## Problem description
Below are some records. Reproduce them exactly from their first line through the line with "- The agent", inclusive.

## The input
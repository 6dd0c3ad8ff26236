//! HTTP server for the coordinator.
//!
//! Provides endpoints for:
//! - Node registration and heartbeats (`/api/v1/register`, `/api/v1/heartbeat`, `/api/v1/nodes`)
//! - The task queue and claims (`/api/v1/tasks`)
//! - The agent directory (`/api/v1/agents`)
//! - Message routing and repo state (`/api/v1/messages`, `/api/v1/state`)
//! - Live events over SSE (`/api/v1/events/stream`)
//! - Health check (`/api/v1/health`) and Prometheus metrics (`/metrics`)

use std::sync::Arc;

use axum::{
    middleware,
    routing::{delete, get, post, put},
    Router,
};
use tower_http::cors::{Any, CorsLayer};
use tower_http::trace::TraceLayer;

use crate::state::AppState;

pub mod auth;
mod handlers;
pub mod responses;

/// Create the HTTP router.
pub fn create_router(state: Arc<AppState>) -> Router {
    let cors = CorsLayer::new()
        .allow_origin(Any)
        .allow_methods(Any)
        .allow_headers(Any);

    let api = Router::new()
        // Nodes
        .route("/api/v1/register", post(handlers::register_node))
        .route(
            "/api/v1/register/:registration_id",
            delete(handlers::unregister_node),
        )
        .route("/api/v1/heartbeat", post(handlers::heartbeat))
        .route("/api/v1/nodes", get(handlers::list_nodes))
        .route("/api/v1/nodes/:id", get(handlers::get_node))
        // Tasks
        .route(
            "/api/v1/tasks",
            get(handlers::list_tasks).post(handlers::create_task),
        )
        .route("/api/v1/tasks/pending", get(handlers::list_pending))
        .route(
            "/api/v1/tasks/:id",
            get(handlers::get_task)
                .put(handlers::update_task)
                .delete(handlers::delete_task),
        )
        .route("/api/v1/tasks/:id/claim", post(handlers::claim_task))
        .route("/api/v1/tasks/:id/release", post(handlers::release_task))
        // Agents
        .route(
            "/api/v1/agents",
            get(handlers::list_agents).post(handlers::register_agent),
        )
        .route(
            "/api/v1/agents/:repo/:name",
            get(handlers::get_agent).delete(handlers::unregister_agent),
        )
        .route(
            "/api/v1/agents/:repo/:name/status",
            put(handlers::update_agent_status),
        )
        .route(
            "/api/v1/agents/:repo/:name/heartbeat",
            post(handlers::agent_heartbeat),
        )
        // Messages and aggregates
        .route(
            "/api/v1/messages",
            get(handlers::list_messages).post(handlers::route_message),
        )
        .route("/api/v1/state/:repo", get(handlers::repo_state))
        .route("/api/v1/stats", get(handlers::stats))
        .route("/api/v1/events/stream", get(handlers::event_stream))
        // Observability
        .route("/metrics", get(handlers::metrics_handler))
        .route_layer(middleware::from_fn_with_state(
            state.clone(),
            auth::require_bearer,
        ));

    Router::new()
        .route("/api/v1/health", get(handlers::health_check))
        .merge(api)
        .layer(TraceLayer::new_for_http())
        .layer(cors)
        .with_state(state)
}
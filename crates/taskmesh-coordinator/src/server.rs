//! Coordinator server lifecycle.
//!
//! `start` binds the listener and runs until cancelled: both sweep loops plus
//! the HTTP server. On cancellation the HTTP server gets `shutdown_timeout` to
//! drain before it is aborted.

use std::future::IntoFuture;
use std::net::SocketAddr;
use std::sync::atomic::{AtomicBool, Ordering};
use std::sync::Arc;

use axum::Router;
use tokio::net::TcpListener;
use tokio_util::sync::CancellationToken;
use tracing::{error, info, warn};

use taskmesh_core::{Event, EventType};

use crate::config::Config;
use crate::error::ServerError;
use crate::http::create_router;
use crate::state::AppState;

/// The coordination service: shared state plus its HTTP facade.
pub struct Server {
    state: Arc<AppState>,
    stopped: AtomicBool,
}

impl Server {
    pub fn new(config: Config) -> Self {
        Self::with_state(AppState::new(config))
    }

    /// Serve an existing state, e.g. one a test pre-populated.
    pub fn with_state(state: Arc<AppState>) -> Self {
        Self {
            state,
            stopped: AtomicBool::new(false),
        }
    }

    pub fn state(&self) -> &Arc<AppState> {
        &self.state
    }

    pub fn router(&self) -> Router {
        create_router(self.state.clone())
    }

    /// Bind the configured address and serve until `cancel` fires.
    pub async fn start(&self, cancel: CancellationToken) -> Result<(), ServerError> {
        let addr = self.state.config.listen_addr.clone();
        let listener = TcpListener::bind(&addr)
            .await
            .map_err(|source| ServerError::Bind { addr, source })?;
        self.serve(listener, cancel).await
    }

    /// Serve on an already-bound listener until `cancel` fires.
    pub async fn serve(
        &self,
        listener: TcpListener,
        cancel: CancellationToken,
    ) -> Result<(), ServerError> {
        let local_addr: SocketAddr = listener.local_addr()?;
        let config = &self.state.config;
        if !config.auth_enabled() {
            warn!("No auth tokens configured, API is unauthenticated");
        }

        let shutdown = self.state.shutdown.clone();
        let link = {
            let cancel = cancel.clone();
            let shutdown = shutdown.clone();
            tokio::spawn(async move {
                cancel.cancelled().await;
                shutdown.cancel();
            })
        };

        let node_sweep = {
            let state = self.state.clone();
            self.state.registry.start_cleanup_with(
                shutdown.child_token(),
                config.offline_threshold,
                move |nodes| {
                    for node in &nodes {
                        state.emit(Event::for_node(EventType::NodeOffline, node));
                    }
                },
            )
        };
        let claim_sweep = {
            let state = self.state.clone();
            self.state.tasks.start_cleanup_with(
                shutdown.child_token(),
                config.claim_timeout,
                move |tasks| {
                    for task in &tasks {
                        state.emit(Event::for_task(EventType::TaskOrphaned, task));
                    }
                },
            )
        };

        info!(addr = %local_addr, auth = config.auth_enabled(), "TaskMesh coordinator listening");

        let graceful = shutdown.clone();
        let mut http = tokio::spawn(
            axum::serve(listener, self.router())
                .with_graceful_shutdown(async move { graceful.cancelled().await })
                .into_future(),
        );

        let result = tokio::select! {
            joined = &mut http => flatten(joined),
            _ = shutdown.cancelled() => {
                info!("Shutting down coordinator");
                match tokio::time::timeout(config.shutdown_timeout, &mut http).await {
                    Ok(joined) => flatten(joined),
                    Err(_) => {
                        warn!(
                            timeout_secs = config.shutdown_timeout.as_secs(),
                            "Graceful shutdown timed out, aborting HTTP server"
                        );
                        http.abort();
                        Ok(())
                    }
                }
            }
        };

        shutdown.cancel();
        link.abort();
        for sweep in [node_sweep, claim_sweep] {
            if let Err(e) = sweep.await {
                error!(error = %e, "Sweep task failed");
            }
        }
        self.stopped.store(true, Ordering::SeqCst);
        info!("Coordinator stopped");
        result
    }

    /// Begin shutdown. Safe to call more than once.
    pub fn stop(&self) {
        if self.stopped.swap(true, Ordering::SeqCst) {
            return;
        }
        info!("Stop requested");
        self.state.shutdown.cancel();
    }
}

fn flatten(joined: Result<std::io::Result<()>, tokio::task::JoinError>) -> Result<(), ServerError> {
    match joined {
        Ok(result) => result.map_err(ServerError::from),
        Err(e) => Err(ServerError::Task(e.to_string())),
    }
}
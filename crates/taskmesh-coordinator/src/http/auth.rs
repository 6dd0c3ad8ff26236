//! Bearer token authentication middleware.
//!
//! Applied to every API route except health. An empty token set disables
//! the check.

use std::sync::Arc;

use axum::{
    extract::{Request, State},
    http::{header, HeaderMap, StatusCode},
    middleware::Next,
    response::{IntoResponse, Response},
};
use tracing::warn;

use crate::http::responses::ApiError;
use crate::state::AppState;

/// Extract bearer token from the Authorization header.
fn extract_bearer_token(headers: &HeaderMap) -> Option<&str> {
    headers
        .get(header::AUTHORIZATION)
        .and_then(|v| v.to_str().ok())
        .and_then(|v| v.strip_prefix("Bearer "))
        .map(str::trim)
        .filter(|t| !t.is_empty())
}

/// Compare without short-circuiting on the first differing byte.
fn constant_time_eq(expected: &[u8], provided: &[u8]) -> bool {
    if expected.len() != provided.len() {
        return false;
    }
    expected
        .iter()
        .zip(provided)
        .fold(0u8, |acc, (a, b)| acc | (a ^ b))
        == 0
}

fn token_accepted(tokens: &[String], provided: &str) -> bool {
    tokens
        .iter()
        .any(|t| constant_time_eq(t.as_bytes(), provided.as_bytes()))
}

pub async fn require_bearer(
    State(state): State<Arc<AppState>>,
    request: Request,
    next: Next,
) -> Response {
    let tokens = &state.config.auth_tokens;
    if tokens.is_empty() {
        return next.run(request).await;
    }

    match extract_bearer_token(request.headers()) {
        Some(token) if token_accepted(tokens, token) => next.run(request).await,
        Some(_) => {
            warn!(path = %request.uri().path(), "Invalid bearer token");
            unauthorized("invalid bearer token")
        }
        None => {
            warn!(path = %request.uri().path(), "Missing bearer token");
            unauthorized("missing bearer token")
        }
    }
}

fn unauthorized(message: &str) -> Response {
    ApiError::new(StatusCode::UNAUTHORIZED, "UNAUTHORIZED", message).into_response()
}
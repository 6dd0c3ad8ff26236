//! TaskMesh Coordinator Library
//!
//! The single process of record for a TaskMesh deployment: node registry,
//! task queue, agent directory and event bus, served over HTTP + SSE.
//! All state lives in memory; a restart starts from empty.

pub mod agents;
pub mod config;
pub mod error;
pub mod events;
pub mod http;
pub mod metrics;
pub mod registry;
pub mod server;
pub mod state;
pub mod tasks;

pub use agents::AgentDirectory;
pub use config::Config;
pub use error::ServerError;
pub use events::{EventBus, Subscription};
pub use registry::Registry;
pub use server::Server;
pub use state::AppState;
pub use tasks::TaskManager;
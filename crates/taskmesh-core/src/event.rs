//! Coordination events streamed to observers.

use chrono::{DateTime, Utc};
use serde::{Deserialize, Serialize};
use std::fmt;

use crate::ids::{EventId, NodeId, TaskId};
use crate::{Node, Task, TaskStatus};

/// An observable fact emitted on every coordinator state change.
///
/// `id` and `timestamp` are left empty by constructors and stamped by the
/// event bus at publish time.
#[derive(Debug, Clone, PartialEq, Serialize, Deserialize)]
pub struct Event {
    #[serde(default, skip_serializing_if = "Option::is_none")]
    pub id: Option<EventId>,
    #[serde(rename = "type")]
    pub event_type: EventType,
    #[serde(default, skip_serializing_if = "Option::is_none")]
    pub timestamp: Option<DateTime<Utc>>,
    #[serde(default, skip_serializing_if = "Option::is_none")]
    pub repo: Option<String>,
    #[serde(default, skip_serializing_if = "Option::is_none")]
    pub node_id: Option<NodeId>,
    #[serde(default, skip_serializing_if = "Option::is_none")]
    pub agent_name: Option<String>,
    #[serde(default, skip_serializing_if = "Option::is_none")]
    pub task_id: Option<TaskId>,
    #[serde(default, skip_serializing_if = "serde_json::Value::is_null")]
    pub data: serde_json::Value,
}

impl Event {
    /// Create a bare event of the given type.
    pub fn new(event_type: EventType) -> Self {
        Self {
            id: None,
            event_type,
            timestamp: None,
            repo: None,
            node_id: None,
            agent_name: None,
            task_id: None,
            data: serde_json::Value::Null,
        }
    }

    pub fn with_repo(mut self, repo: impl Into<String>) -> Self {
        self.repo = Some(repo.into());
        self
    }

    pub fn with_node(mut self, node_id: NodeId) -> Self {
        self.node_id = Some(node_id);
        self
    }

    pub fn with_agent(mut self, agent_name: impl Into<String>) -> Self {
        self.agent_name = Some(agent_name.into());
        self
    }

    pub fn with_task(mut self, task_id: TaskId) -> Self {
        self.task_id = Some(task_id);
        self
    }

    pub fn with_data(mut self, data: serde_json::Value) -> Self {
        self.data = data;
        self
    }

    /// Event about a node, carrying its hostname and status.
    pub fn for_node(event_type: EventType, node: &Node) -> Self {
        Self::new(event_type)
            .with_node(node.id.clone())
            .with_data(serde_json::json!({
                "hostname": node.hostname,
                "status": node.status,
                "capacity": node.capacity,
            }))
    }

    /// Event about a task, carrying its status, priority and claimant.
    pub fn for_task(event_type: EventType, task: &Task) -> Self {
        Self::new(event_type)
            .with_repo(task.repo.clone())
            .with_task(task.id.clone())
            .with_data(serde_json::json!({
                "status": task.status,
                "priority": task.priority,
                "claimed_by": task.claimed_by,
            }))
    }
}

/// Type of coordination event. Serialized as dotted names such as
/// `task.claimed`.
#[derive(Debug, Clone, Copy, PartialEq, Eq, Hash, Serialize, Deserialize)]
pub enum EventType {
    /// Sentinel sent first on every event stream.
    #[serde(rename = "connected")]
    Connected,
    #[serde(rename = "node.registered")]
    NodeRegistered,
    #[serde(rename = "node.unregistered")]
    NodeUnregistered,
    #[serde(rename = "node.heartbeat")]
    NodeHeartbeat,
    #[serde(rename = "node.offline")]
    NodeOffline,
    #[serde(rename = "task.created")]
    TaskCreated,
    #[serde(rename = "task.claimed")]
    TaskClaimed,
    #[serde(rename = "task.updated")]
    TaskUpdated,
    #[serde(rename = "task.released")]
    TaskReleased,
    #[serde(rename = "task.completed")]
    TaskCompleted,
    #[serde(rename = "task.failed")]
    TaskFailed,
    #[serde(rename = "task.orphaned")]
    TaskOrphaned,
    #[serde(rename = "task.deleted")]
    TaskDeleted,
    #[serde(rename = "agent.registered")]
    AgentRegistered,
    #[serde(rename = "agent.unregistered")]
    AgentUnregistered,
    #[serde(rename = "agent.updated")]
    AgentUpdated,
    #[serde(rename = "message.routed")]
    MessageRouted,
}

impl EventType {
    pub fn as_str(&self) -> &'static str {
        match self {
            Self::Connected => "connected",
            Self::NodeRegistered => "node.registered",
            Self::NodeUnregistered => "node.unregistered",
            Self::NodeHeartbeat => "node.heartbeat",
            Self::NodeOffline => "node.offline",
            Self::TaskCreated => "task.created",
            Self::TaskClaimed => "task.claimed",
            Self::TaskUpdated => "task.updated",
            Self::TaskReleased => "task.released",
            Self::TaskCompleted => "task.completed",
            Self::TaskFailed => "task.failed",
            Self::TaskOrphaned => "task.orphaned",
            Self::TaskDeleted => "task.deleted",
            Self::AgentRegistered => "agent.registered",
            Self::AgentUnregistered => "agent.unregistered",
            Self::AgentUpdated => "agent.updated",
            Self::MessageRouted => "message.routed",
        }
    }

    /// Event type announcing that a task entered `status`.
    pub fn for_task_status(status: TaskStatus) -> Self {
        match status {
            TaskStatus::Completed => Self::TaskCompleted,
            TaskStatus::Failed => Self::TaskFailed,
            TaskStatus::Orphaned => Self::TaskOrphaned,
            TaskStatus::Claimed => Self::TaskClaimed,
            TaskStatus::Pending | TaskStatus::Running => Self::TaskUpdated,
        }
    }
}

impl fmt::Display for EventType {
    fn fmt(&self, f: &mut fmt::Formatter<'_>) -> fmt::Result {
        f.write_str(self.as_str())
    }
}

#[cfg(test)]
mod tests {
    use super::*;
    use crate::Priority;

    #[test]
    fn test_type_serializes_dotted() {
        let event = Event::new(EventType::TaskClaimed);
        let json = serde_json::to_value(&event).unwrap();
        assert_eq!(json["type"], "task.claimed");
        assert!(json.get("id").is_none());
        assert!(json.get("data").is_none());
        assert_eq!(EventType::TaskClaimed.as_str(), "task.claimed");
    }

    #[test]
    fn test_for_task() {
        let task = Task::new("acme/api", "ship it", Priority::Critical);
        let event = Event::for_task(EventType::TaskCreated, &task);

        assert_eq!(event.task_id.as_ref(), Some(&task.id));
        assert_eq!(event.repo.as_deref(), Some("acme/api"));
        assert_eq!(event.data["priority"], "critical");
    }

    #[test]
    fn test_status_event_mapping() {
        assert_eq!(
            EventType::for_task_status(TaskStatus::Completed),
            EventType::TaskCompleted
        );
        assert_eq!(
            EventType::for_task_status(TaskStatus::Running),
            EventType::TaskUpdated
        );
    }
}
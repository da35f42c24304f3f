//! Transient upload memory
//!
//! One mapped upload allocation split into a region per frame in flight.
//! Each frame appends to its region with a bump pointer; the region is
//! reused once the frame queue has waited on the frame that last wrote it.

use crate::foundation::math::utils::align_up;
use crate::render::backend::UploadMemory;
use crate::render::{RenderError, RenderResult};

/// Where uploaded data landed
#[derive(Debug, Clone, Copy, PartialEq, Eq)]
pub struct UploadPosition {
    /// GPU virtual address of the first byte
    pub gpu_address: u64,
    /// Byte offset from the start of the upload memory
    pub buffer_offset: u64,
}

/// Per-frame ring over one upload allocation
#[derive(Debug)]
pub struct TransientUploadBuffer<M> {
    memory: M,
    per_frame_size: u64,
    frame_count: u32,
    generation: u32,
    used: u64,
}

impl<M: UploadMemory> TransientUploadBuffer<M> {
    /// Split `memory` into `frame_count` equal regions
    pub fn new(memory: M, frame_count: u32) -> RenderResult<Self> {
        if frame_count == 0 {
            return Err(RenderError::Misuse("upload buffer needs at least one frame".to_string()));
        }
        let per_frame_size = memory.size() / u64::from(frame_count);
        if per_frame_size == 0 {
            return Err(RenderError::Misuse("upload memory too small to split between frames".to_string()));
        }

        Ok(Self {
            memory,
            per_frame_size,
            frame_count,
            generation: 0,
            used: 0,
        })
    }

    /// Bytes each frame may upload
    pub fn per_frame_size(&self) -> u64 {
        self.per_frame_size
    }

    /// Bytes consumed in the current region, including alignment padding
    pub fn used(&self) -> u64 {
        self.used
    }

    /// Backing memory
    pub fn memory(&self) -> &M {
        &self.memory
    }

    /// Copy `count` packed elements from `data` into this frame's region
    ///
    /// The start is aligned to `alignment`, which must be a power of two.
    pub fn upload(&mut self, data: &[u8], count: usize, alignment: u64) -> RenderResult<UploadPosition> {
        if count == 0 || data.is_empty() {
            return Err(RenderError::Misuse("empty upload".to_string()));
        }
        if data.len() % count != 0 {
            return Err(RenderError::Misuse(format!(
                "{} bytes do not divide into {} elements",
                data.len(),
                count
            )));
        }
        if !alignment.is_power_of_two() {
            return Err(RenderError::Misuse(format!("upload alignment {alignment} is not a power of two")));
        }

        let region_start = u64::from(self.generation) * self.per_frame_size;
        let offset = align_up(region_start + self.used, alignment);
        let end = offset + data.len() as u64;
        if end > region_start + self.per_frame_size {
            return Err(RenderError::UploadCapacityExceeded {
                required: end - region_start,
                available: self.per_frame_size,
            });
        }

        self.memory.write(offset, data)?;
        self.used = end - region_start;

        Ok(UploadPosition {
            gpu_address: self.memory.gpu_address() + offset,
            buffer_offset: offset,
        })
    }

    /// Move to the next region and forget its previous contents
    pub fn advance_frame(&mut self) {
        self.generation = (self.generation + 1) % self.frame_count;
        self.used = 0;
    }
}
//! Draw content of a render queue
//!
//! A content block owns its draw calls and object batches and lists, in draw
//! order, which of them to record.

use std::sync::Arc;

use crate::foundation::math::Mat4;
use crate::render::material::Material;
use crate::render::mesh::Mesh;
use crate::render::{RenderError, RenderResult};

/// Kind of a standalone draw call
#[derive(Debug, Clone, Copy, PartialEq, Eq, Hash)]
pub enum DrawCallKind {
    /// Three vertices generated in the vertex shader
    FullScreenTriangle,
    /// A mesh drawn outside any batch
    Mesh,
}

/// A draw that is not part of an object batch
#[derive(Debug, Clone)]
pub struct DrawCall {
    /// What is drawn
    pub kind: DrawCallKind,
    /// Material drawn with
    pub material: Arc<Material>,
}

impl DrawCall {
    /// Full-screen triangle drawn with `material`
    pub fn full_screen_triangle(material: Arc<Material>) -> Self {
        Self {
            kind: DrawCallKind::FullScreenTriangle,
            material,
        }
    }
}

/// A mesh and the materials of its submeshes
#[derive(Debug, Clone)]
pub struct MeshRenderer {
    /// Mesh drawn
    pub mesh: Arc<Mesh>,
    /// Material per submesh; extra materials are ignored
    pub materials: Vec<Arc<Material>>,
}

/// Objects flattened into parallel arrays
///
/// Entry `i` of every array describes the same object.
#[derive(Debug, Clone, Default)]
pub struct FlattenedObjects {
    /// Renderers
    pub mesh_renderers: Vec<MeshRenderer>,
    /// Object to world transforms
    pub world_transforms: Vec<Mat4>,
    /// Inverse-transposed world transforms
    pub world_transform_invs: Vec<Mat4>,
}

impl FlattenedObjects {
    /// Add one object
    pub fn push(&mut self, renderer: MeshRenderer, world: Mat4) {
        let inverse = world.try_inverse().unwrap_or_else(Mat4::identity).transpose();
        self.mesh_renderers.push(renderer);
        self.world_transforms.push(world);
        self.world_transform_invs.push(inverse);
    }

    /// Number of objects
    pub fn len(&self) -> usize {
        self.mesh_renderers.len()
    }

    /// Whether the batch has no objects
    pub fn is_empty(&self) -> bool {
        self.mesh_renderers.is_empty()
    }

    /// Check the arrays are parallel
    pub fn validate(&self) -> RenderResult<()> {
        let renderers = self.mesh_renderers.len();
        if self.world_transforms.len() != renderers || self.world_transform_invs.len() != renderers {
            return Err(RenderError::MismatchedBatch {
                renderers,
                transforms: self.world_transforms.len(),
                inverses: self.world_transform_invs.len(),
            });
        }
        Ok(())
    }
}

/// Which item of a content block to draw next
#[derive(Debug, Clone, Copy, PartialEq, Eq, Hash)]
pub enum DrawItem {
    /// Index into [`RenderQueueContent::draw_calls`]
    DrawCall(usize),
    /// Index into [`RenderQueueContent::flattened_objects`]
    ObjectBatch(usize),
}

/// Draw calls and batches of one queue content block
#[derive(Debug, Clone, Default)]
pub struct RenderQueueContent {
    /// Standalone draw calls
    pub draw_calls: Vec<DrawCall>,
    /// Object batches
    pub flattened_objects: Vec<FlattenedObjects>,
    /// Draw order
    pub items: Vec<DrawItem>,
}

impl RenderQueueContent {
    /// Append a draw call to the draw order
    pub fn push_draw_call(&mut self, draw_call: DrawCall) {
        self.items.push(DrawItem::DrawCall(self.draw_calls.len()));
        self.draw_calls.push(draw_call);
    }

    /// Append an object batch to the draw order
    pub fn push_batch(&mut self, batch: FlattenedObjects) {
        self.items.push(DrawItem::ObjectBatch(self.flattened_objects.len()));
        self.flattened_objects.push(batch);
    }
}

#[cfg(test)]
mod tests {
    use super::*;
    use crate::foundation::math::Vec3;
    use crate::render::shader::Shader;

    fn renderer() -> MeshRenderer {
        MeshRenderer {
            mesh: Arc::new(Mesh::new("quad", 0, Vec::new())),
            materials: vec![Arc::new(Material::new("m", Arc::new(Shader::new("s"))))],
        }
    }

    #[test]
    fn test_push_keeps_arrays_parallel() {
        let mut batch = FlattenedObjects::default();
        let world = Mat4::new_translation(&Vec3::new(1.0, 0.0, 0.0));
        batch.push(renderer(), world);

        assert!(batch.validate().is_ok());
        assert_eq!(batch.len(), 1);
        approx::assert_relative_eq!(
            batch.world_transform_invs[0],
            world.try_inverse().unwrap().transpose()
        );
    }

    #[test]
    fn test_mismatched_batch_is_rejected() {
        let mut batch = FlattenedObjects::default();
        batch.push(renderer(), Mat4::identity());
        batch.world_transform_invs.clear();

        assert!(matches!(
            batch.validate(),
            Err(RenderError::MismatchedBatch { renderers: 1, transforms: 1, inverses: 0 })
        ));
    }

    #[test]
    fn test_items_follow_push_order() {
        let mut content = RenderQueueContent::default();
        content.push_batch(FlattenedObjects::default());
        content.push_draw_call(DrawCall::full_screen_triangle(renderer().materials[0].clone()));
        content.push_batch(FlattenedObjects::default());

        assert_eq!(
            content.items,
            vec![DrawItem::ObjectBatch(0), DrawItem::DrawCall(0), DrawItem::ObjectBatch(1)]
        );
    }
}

## Solution to the exercise
repository 6dd0c3ad8ff26236
//! HTTP server for the coordinator.
//!
//! Provides endpoints for:
//! - Node registration and heartbeats (`/api/v1/register`, `/api/v1/heartbeat`, `/api/v1/nodes`)
//! - The task queue and claims (`/api/v1/tasks`)
//! - The agent directory (`/api/v1/agents`)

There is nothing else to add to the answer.